- [What you should do]: If a line in the records below contains the word "caps", copy it out.

[Start of Attachment]

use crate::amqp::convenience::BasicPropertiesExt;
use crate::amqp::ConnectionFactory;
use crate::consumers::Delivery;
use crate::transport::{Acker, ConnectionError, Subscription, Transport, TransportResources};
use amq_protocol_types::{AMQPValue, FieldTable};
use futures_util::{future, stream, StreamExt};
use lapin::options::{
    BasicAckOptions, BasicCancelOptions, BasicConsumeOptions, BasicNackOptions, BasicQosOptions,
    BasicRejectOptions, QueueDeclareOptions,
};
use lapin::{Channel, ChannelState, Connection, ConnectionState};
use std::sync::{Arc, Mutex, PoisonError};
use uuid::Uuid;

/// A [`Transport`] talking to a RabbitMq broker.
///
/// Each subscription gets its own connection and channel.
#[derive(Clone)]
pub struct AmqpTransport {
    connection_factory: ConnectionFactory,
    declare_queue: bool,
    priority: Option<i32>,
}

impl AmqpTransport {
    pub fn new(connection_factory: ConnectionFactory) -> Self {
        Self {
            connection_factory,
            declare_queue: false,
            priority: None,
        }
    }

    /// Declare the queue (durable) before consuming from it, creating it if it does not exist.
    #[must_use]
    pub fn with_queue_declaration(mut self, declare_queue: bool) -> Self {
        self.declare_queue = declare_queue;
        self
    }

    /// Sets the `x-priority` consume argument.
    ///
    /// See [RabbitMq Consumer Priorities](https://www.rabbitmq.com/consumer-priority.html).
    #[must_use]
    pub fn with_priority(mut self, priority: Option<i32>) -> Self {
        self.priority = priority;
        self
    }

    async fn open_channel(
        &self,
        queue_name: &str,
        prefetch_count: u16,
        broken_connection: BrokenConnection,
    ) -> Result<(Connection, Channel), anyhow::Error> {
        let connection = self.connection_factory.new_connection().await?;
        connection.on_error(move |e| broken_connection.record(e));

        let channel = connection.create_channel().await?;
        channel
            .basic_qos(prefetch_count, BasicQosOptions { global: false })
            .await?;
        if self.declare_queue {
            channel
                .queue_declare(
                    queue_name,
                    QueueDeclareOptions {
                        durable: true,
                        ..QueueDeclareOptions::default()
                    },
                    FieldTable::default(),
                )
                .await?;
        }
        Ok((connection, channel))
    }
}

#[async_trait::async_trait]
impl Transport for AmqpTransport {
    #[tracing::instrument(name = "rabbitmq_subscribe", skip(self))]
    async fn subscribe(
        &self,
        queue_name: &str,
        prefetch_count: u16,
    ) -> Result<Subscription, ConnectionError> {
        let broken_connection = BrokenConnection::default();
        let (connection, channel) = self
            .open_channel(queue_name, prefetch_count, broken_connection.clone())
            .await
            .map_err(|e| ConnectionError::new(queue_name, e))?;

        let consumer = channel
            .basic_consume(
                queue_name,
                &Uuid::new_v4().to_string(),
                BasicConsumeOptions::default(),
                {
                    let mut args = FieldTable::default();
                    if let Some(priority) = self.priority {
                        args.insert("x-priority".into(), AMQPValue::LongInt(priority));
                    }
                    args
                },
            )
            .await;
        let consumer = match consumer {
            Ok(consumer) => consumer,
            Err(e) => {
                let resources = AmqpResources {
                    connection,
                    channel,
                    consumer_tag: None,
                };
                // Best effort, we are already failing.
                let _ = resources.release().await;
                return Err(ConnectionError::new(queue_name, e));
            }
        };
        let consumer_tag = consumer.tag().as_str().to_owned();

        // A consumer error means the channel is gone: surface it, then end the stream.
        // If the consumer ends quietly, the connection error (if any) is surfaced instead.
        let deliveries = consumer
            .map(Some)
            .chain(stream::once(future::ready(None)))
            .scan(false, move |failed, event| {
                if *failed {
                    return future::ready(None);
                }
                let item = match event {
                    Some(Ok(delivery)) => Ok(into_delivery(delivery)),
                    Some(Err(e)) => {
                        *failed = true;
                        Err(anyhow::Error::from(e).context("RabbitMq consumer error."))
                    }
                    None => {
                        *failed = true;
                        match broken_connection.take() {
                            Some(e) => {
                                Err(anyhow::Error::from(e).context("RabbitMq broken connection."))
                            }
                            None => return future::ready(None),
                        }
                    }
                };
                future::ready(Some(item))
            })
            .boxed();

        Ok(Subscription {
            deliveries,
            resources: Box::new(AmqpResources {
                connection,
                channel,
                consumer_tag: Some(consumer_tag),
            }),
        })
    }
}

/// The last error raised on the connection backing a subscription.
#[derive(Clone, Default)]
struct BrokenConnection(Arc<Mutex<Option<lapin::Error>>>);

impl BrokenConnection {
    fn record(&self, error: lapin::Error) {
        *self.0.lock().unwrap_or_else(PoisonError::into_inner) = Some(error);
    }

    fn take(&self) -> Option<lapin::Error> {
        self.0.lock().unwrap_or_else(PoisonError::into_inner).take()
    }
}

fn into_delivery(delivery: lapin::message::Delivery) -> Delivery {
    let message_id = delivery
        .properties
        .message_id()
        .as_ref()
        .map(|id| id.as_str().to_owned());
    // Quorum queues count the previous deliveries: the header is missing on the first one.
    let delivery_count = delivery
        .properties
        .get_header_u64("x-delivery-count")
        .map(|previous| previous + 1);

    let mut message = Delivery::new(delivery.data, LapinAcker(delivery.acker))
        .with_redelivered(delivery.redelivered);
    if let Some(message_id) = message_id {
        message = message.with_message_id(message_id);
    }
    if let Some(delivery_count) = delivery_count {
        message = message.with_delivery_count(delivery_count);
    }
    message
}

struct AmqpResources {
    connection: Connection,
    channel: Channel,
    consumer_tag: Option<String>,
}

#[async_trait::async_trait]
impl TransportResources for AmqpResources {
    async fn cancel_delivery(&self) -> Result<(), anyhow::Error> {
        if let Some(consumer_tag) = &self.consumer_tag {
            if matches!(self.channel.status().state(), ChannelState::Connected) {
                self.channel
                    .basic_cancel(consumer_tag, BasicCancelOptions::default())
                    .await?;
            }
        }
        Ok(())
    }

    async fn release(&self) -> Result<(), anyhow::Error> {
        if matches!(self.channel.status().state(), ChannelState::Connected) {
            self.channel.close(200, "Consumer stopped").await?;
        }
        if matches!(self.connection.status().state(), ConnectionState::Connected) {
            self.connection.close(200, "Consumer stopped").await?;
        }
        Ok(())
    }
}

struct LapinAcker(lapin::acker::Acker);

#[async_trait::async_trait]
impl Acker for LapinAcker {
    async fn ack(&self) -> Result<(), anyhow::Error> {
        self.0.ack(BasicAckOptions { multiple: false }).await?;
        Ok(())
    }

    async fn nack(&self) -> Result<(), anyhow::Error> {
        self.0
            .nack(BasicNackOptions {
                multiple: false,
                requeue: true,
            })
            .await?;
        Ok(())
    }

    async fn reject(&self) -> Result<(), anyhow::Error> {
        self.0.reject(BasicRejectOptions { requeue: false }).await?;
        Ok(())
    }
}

[End of Attachment]
[Start of Attachment]

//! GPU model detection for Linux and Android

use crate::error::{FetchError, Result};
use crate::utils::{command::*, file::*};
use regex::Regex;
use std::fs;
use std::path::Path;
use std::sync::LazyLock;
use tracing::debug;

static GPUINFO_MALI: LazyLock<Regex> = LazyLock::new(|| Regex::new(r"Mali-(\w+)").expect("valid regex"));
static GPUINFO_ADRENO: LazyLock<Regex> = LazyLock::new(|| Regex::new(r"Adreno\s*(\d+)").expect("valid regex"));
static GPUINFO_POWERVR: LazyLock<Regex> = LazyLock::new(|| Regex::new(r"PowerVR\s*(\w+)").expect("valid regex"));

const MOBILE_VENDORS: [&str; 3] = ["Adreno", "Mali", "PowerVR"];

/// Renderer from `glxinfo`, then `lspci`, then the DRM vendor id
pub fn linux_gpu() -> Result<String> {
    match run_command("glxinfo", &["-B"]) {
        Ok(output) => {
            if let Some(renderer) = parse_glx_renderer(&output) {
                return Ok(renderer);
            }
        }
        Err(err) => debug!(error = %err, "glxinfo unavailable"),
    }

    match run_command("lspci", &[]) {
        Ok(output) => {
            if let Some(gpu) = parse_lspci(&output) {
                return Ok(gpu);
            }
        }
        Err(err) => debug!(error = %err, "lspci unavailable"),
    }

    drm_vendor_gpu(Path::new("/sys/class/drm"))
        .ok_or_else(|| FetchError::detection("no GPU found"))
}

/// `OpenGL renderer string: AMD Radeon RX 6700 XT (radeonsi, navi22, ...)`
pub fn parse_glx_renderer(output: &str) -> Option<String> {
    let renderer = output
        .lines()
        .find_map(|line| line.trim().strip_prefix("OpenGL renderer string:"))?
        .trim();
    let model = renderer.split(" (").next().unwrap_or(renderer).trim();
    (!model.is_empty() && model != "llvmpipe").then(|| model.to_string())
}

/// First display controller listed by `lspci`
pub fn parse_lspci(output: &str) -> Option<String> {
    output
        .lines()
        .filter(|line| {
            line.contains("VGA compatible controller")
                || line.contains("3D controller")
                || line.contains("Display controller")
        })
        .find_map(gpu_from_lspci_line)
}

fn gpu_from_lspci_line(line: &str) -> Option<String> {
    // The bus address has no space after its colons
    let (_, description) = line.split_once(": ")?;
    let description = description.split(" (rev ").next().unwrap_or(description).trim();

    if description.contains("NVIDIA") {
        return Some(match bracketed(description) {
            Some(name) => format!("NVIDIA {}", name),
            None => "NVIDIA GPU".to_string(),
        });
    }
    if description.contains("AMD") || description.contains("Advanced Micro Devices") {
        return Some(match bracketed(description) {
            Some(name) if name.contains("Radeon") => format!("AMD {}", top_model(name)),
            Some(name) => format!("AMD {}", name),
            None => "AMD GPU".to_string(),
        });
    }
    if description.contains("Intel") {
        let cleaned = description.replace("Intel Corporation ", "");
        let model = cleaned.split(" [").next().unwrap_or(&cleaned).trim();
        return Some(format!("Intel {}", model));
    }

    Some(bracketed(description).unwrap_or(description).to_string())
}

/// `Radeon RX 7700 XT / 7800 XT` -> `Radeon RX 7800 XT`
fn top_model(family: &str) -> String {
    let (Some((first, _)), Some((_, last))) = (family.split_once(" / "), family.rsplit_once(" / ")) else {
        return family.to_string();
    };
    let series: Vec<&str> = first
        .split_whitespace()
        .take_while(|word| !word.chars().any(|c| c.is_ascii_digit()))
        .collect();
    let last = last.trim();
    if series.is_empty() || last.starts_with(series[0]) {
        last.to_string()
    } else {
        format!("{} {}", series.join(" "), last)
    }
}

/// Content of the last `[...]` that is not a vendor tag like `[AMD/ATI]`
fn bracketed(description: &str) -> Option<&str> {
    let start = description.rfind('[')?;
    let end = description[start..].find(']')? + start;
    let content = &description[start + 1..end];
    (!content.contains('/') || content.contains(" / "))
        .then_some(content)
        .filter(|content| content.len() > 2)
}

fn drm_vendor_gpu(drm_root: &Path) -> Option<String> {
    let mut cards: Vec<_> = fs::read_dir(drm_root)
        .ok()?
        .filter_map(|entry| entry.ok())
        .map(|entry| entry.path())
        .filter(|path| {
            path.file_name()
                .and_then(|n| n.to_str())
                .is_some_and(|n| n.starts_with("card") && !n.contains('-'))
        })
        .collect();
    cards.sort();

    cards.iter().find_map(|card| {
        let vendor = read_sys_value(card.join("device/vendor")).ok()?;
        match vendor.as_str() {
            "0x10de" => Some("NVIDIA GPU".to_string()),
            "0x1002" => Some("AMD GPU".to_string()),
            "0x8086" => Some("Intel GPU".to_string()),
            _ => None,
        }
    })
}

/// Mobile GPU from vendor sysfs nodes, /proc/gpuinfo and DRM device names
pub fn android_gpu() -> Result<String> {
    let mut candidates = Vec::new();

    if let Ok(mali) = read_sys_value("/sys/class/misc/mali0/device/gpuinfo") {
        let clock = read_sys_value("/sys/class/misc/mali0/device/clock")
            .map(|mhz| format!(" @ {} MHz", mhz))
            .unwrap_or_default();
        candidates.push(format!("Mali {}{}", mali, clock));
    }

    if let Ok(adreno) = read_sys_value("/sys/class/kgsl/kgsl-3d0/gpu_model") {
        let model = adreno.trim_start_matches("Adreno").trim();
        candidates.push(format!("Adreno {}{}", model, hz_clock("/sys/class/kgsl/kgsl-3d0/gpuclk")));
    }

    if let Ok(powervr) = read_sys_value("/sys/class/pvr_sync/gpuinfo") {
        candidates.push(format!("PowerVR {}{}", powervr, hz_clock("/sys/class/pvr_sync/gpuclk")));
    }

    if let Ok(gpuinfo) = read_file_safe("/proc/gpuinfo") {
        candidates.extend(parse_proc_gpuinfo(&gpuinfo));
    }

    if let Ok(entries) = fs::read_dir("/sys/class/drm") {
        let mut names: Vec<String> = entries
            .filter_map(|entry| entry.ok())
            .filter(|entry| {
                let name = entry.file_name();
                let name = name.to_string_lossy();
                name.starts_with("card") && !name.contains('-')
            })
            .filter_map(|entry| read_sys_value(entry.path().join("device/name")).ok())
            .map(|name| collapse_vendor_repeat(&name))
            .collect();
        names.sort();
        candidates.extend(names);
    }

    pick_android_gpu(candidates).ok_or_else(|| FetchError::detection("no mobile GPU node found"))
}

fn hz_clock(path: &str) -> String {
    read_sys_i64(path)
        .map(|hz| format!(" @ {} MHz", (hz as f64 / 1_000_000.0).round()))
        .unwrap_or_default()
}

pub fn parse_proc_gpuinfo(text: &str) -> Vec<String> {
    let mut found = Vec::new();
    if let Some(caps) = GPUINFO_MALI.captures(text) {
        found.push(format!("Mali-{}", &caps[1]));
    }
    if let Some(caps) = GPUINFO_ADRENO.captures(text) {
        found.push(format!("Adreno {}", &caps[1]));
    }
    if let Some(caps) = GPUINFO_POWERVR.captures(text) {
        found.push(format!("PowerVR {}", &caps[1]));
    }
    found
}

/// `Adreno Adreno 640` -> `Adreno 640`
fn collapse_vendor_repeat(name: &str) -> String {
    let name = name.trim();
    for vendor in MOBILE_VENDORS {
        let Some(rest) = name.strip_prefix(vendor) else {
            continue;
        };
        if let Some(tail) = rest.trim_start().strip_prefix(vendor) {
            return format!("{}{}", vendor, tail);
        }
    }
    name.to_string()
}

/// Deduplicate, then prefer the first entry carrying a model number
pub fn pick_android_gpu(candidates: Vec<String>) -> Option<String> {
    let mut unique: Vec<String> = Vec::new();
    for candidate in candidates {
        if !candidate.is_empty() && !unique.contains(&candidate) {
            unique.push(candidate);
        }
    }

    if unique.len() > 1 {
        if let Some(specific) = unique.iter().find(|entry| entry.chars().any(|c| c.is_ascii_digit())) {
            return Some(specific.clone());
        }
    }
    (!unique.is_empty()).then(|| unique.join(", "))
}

[End of Attachment]

- [Response box]:
    if let Some(caps) = GPUINFO_MALI.captures(text) {
        found.push(format!("Mali-{}", &caps[1]));
    if let Some(caps) = GPUINFO_ADRENO.captures(text) {
        found.push(format!("Adreno {}", &caps[1]));
    if let Some(caps) = GPUINFO_POWERVR.captures(text) {
        found.push(format!("PowerVR {}", &caps[1]));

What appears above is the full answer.